Killing to kill time

Reading Time:10 minutes
Why you can trust SCMP
0

YOU ARE NEVER alone in Hong Kong. Almost everywhere you go, there is bound to be someone watching. Thousands of people are tucked into the city's dank crevices; they live crammed into high-rise buildings, often three generations under one roof. But Lam Kwok-wai felt alone.

Tuen Mun was a late-1970s dream town. The lofty plans of distant architects envisaged a town in which 'its citizens will enjoy a life with some dignity and a little more spaciousness than is possible elsewhere in Hong Kong'. Sadly, the reality did not match the promise and Tuen Mun's people became labelled by critics as 'citizens of cemeteries with lights' for the bleakness of their cityscape.

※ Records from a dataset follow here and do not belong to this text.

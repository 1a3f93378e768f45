use std::collections::BTreeMap;
use std::net::{IpAddr, Ipv4Addr, SocketAddr};
use std::sync::Arc;

use axum::Router;
use axum::body::Body;
use axum::extract::{ConnectInfo, OriginalUri, Path};
use axum::http::{Method, Request, Response};
use axum::routing::{get, post};
use http_body_util::BodyExt;
use serde::Deserialize;
use serde_json::{Value, json};

use estimator_server::{
    ApiError, App, AppError, AppState, Config, Cookies, Module, Modules, ParsedBody, app,
};

pub const CLIENT: SocketAddr =
    SocketAddr::new(IpAddr::V4(Ipv4Addr::new(203, 0, 113, 7)), 50_000);

/// Full application with default config and the fake route modules mounted.
pub fn setup_test_app() -> App {
    setup_test_app_with(Config::default(), test_modules())
}

pub fn setup_test_app_with(config: Config, modules: Modules) -> App {
    app(Arc::new(AppState::new(config)), modules)
}

/// Request builder carrying connection info for `CLIENT`, as `axum::serve`
/// would attach it.
pub fn request(method: Method, uri: &str) -> axum::http::request::Builder {
    request_from(CLIENT, method, uri)
}

pub fn request_from(
    client: SocketAddr,
    method: Method,
    uri: &str,
) -> axum::http::request::Builder {
    Request::builder()
        .method(method)
        .uri(uri)
        .extension(ConnectInfo(client))
}

pub fn get_request(uri: &str) -> Request<Body> {
    request(Method::GET, uri).body(Body::empty()).unwrap()
}

pub async fn body_json(response: Response<Body>) -> Value {
    let body = response.into_body().collect().await.unwrap().to_bytes();
    serde_json::from_slice(&body).unwrap()
}

pub async fn body_text(response: Response<Body>) -> String {
    let body = response.into_body().collect().await.unwrap().to_bytes();
    String::from_utf8(body.to_vec()).unwrap()
}

async fn explode() -> &'static str {
    panic!("handler blew up")
}

#[derive(Debug, Deserialize)]
struct NewVendor {
    name: String,
}

/// Stand-ins for the external route modules.
pub fn test_modules() -> Modules {
    let auth = Router::new().route(
        "/forbidden",
        get(|| async { Err::<(), _>(ApiError::forbidden("Access denied")) }),
    );

    let vendors = Router::new()
        .route("/", post(|ParsedBody(body): ParsedBody| async move { axum::Json(body) }))
        .route(
            "/typed",
            post(|ParsedBody(vendor): ParsedBody<NewVendor>| async move {
                axum::Json(json!({ "name": vendor.name }))
            }),
        )
        .route(
            "/raw",
            post(|axum::Json(body): axum::Json<Value>| async move { axum::Json(body) }),
        )
        .route(
            "/{id}",
            get(
                |Path(id): Path<String>, OriginalUri(uri): OriginalUri| async move {
                    axum::Json(json!({ "id": id, "original": uri.to_string() }))
                },
            ),
        );

    let dashboard = Router::new().route(
        "/cookies",
        get(|cookies: Cookies| async move {
            let map: BTreeMap<String, String> = cookies
                .iter()
                .map(|(k, v)| (k.to_string(), v.to_string()))
                .collect();
            axum::Json(map)
        }),
    );

    let products = Router::new().route("/panic", get(explode));

    let estimations = Router::new().route(
        "/fail",
        get(|| async {
            Err::<(), _>(ApiError::from(AppError::Generic(
                "calculation failed".into(),
            )))
        }),
    );

    Modules::new()
        .mount(Module::Auth, auth)
        .mount(Module::Vendors, vendors)
        .mount(Module::Dashboard, dashboard)
        .mount(Module::Products, products)
        .mount(Module::Estimations, estimations)
}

On April 24, 1992, Lam walked aimlessly towards the sea, over a bleak stretch of land reclaimed in the early 1970s and turned over for housing estates and industry. Among the estates on the stunted outcrop was Oi Ming Estate, another series of uninspired concrete structures. It was late and the streets were deserted, most people already tucked into the building's pockets. The hum of a taxi as it pulled up outside the estate caught Lam's attention. A door swung open and a young girl got out. She looked as though she was in her early 20s, but in fact she was 19 and a virgin. Lam watched her walk quickly across the concourse. In a trance-like state, but with the conviction of someone who knew what he was doing, as though he had been waiting for her, he followed.

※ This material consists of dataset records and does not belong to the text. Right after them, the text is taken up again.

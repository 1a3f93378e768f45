use std::collections::HashMap;
use std::convert::Infallible;

use axum::body::Body;
use axum::extract::FromRequestParts;
use axum::http::header::COOKIE;
use axum::http::request::Parts;
use axum::http::{HeaderMap, Request};
use axum::middleware::Next;
use axum::response::Response;
use percent_encoding::percent_decode_str;

/// Prefix marking a cookie value as serialized JSON.
const JSON_PREFIX: &str = "j:";

/// Cookies sent with the request, keyed by name.
#[derive(Debug, Clone, Default, PartialEq, Eq)]
pub struct Cookies(HashMap<String, String>);

impl Cookies {
    /// Parse every `Cookie` header in `headers`.
    ///
    /// The first occurrence of a name wins. Pairs without `=` are ignored.
    /// Quoted values are unquoted and percent-escapes are decoded; a value
    /// that does not decode to UTF-8 is kept as sent.
    pub fn from_headers(headers: &HeaderMap) -> Self {
        let mut cookies = HashMap::new();

        let pairs = headers
            .get_all(COOKIE)
            .iter()
            .filter_map(|v| v.to_str().ok())
            .flat_map(|v| v.split(';'));

        for pair in pairs {
            let Some((name, value)) = pair.split_once('=') else {
                continue;
            };
            let name = name.trim();
            if name.is_empty() || cookies.contains_key(name) {
                continue;
            }
            cookies.insert(name.to_string(), decode_value(value.trim()));
        }

        Self(cookies)
    }

    pub fn get(&self, name: &str) -> Option<&str> {
        self.0.get(name).map(String::as_str)
    }

    /// Parse a `j:`-prefixed cookie as JSON.
    pub fn json(&self, name: &str) -> Option<serde_json::Value> {
        let raw = self.get(name)?.strip_prefix(JSON_PREFIX)?;
        serde_json::from_str(raw).ok()
    }

    pub fn iter(&self) -> impl Iterator<Item = (&str, &str)> {
        self.0.iter().map(|(k, v)| (k.as_str(), v.as_str()))
    }

    pub fn len(&self) -> usize {
        self.0.len()
    }

    pub fn is_empty(&self) -> bool {
        self.0.is_empty()
    }
}

fn decode_value(value: &str) -> String {
    let value = if value.len() >= 2 && value.starts_with('"') && value.ends_with('"') {
        &value[1..value.len() - 1]
    } else {
        value
    };

    if !value.contains('%') {
        return value.to_string();
    }
    match percent_decode_str(value).decode_utf8() {
        Ok(decoded) => decoded.into_owned(),
        Err(_) => value.to_string(),
    }
}

/// Middleware that attaches the parsed [`Cookies`] to every request.
pub async fn parse_cookies(mut request: Request<Body>, next: Next) -> Response {
    let cookies = Cookies::from_headers(request.headers());
    request.extensions_mut().insert(cookies);
    next.run(request).await
}

impl<S> FromRequestParts<S> for Cookies
where
    S: Send + Sync,
{
    type Rejection = Infallible;

    async fn from_request_parts(parts: &mut Parts, _state: &S) -> Result<Self, Self::Rejection> {
        Ok(parts
            .extensions
            .get::<Cookies>()
            .cloned()
            .unwrap_or_else(|| Cookies::from_headers(&parts.headers)))
    }
}
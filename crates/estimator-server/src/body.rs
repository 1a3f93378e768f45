//! Request body parsing.
//!
//! [`parse_body`] runs on every request. JSON and URL-encoded bodies are
//! buffered (up to the configured limit), parsed into a [`serde_json::Value`]
//! and stored in the request extensions; the raw bytes are put back so that
//! downstream extractors such as `axum::Json` keep working. Handlers read the
//! parsed value through the [`ParsedBody`] extractor.
//!
//! URL-encoded bodies use "extended" semantics: bracketed keys build nested
//! objects and arrays (`a[b]=1`, `a[]=1`, `a[0][b]=1`), repeated keys collect
//! into arrays.

use std::error::Error as _;

use axum::body::Body;
use axum::extract::{FromRequestParts, State};
use axum::http::header::{CONTENT_LENGTH, CONTENT_TYPE};
use axum::http::request::Parts;
use axum::http::{HeaderMap, Request, StatusCode};
use axum::middleware::Next;
use axum::response::{IntoResponse, Response};
use http_body_util::LengthLimitError;
use serde::de::DeserializeOwned;
use serde_json::{Map, Value};

use crate::error::{ApiError, AppError};

/// Nesting depth after which the remainder of a form key is kept literally.
const MAX_DEPTH: usize = 5;
/// Largest numeric form index treated as an array position.
const ARRAY_LIMIT: usize = 20;
/// Maximum number of pairs accepted in a URL-encoded body.
const PARAMETER_LIMIT: usize = 1000;

/// Maximum accepted body size in bytes, passed as middleware state.
#[derive(Debug, Clone, Copy)]
pub struct BodyLimit(pub usize);

/// The parsed request body.
///
/// `ParsedBody` (i.e. `ParsedBody<Value>`) yields the raw parsed value; any
/// other `T` is deserialized from it and rejects with 400 on mismatch.
/// Requests whose body was not JSON or URL-encoded yield an empty object.
#[derive(Debug, Clone)]
pub struct ParsedBody<T = Value>(pub T);

impl<S, T> FromRequestParts<S> for ParsedBody<T>
where
    S: Send + Sync,
    T: DeserializeOwned + Send,
{
    type Rejection = ApiError;

    async fn from_request_parts(parts: &mut Parts, _state: &S) -> Result<Self, Self::Rejection> {
        let value = parts
            .extensions
            .get::<ParsedBody<Value>>()
            .map(|body| body.0.clone())
            .unwrap_or_else(|| Value::Object(Map::new()));

        serde_json::from_value(value)
            .map(ParsedBody)
            .map_err(|e| ApiError::bad_request(format!("Invalid request body: {e}")))
    }
}

#[derive(Debug, Clone, Copy, PartialEq, Eq)]
enum BodyKind {
    Json,
    UrlEncoded,
}

/// Middleware that parses JSON and URL-encoded request bodies.
pub async fn parse_body(
    State(limit): State<BodyLimit>,
    request: Request<Body>,
    next: Next,
) -> Response {
    let kind = match body_kind(request.headers()) {
        Ok(kind) => kind,
        Err(err) => return err.into_response(),
    };

    let Some(kind) = kind else {
        let mut request = request;
        request
            .extensions_mut()
            .insert(ParsedBody(Value::Object(Map::new())));
        return next.run(request).await;
    };

    if declared_length(request.headers()).is_some_and(|len| len > limit.0) {
        return ApiError::from(AppError::PayloadTooLarge).into_response();
    }

    let (parts, body) = request.into_parts();
    let bytes = match axum::body::to_bytes(body, limit.0).await {
        Ok(bytes) => bytes,
        Err(err) if is_length_limit(&err) => {
            return ApiError::from(AppError::PayloadTooLarge).into_response();
        }
        Err(err) => {
            return ApiError::bad_request(format!("Failed to read request body: {err}"))
                .into_response();
        }
    };

    let parsed = match kind {
        BodyKind::Json => parse_json(&bytes),
        BodyKind::UrlEncoded => parse_urlencoded(&bytes),
    };
    let value = match parsed {
        Ok(value) => value,
        Err(err) => return err.into_response(),
    };

    let mut request = Request::from_parts(parts, Body::from(bytes));
    request.extensions_mut().insert(ParsedBody(value));
    next.run(request).await
}

fn body_kind(headers: &HeaderMap) -> Result<Option<BodyKind>, ApiError> {
    let Some(content_type) = headers.get(CONTENT_TYPE).and_then(|v| v.to_str().ok()) else {
        return Ok(None);
    };

    let mut params = content_type.split(';');
    let mime = params.next().unwrap_or_default().trim().to_ascii_lowercase();
    let kind = if mime == "application/json" {
        BodyKind::Json
    } else if mime == "application/x-www-form-urlencoded" {
        BodyKind::UrlEncoded
    } else {
        return Ok(None);
    };

    for param in params {
        let Some((name, value)) = param.split_once('=') else {
            continue;
        };
        if name.trim().eq_ignore_ascii_case("charset") {
            let charset = value.trim().trim_matches('"').to_ascii_lowercase();
            if charset != "utf-8" && charset != "utf8" {
                return Err(AppError::UnsupportedCharset(charset).into());
            }
        }
    }

    Ok(Some(kind))
}

fn declared_length(headers: &HeaderMap) -> Option<usize> {
    headers
        .get(CONTENT_LENGTH)
        .and_then(|v| v.to_str().ok())
        .and_then(|v| v.parse().ok())
}

fn is_length_limit(err: &axum::Error) -> bool {
    let mut source = err.source();
    while let Some(e) = source {
        if e.is::<LengthLimitError>() {
            return true;
        }
        source = e.source();
    }
    false
}

/// Parse a JSON body. Empty bodies yield `{}`; only objects and arrays are
/// accepted at the top level.
pub fn parse_json(bytes: &[u8]) -> Result<Value, ApiError> {
    let first = bytes.iter().find(|b| !b.is_ascii_whitespace());
    match first {
        None => return Ok(Value::Object(Map::new())),
        Some(b'{') | Some(b'[') => {}
        Some(_) => {
            return Err(ApiError::bad_request(
                "Invalid JSON body: top-level value must be an object or array",
            ));
        }
    }

    serde_json::from_slice(bytes).map_err(|e| ApiError::bad_request(format!("Invalid JSON body: {e}")))
}

/// Parse a URL-encoded body with nested (bracketed) key support.
pub fn parse_urlencoded(bytes: &[u8]) -> Result<Value, ApiError> {
    let mut root = Value::Object(Map::new());

    for (count, (key, value)) in url::form_urlencoded::parse(bytes).enumerate() {
        if count >= PARAMETER_LIMIT {
            return Err(ApiError::new(
                StatusCode::PAYLOAD_TOO_LARGE,
                "too many parameters",
            ));
        }
        if key.is_empty() {
            continue;
        }
        let segments = split_key(&key);
        merge(&mut root, build(&segments, value.into_owned()));
    }

    compact(&mut root);
    Ok(root)
}

#[derive(Debug, PartialEq, Eq)]
enum Segment {
    Key(String),
    Append,
    Index(usize),
}

fn split_key(key: &str) -> Vec<Segment> {
    let literal = || vec![Segment::Key(key.to_string())];

    let Some(open) = key.find('[') else {
        return literal();
    };
    if open == 0 || !key[open..].contains(']') {
        return literal();
    }

    let mut segments = vec![Segment::Key(key[..open].to_string())];
    let mut rest = &key[open..];
    while rest.starts_with('[') && segments.len() <= MAX_DEPTH {
        let Some(close) = rest.find(']') else {
            break;
        };
        let inner = &rest[1..close];
        segments.push(match inner.parse::<usize>() {
            _ if inner.is_empty() => Segment::Append,
            Ok(index) if index <= ARRAY_LIMIT => Segment::Index(index),
            _ => Segment::Key(inner.to_string()),
        });
        rest = &rest[close + 1..];
    }
    if !rest.is_empty() {
        segments.push(Segment::Key(rest.to_string()));
    }
    segments
}

/// Build the nested value for one pair. Array holes are `Null` until
/// [`compact`] removes them.
fn build(segments: &[Segment], value: String) -> Value {
    let mut node = Value::String(value);
    for segment in segments.iter().rev() {
        node = match segment {
            Segment::Append => Value::Array(vec![node]),
            Segment::Index(index) => {
                let mut items = vec![Value::Null; *index];
                items.push(node);
                Value::Array(items)
            }
            Segment::Key(key) => {
                let mut map = Map::new();
                map.insert(key.clone(), node);
                Value::Object(map)
            }
        };
    }
    node
}

fn merge(target: &mut Value, source: Value) {
    match source {
        Value::Array(_) | Value::Object(_) => {}
        scalar => {
            match target {
                Value::Array(items) => items.push(scalar),
                Value::Object(map) => {
                    if let Value::String(key) = scalar {
                        map.insert(key, Value::Bool(true));
                    }
                }
                existing => {
                    let previous = existing.take();
                    *existing = if previous.is_null() {
                        scalar
                    } else {
                        Value::Array(vec![previous, scalar])
                    };
                }
            }
            return;
        }
    }

    if !(target.is_array() || target.is_object()) {
        let previous = target.take();
        let mut items = if previous.is_null() { Vec::new() } else { vec![previous] };
        match source {
            Value::Array(new) => items.extend(new),
            other => items.push(other),
        }
        *target = Value::Array(items);
        return;
    }

    if target.is_array() && source.is_object() {
        if let Value::Array(items) = target.take() {
            let map = items
                .into_iter()
                .enumerate()
                .filter(|(_, v)| !v.is_null())
                .map(|(i, v)| (i.to_string(), v))
                .collect();
            *target = Value::Object(map);
        }
    }

    match (target, source) {
        (Value::Array(items), Value::Array(new)) => {
            for (index, item) in new.into_iter().enumerate() {
                if item.is_null() {
                    continue;
                }
                if index >= items.len() {
                    items.resize(index, Value::Null);
                    items.push(item);
                } else if items[index].is_null() {
                    items[index] = item;
                } else if is_container(&items[index]) && is_container(&item) {
                    merge(&mut items[index], item);
                } else {
                    items.push(item);
                }
            }
        }
        (Value::Object(map), Value::Array(new)) => {
            for (index, item) in new.into_iter().enumerate() {
                if !item.is_null() {
                    merge_key(map, index.to_string(), item);
                }
            }
        }
        (Value::Object(map), Value::Object(new)) => {
            for (key, item) in new {
                merge_key(map, key, item);
            }
        }
        _ => {}
    }
}

fn merge_key(map: &mut Map<String, Value>, key: String, item: Value) {
    match map.get_mut(&key) {
        Some(existing) => merge(existing, item),
        None => {
            map.insert(key, item);
        }
    }
}

fn is_container(value: &Value) -> bool {
    value.is_array() || value.is_object()
}

fn compact(value: &mut Value) {
    match value {
        Value::Array(items) => {
            items.retain(|v| !v.is_null());
            items.iter_mut().for_each(compact);
        }
        Value::Object(map) => map.values_mut().for_each(compact),
        _ => {}
    }
}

Her footsteps echoed in the cavernous foyer, an ugly grey chamber made worse by harsh fluorescent lighting. It could have been the entrance to a block in George Orwell's 1984, the stench of boiled cabbage replaced with the lingering smell of sweat and stir-fry.

An anti-litter poster taped to the rough wall depicted a pair of eyes, brows drawn together in a knot of disapproval. The caption read: 'Hong Kong is watching'. But no one was watching, no one saw the girl press the button to summon one of the four lifts, no one except Lam. He waited for the doors to jerk open and for the girl to get in, and then, just as they were closing, he jumped in after her.

As soon as the doors had shut, he swung around and grabbed the girl's throat, his fingers clasped around her neck. She struggled and he squeezed tighter, tiny blood spots forming in the whites of her eyes. The attack was frenzied and within seconds she had slumped to the floor. When she regained consciousness, she was lying in a pool of blood on the tiled floor of a stairwell. She was still dressed, but her shirt had been pulled up over her breasts, her jeans caught around her ankles. She had been raped.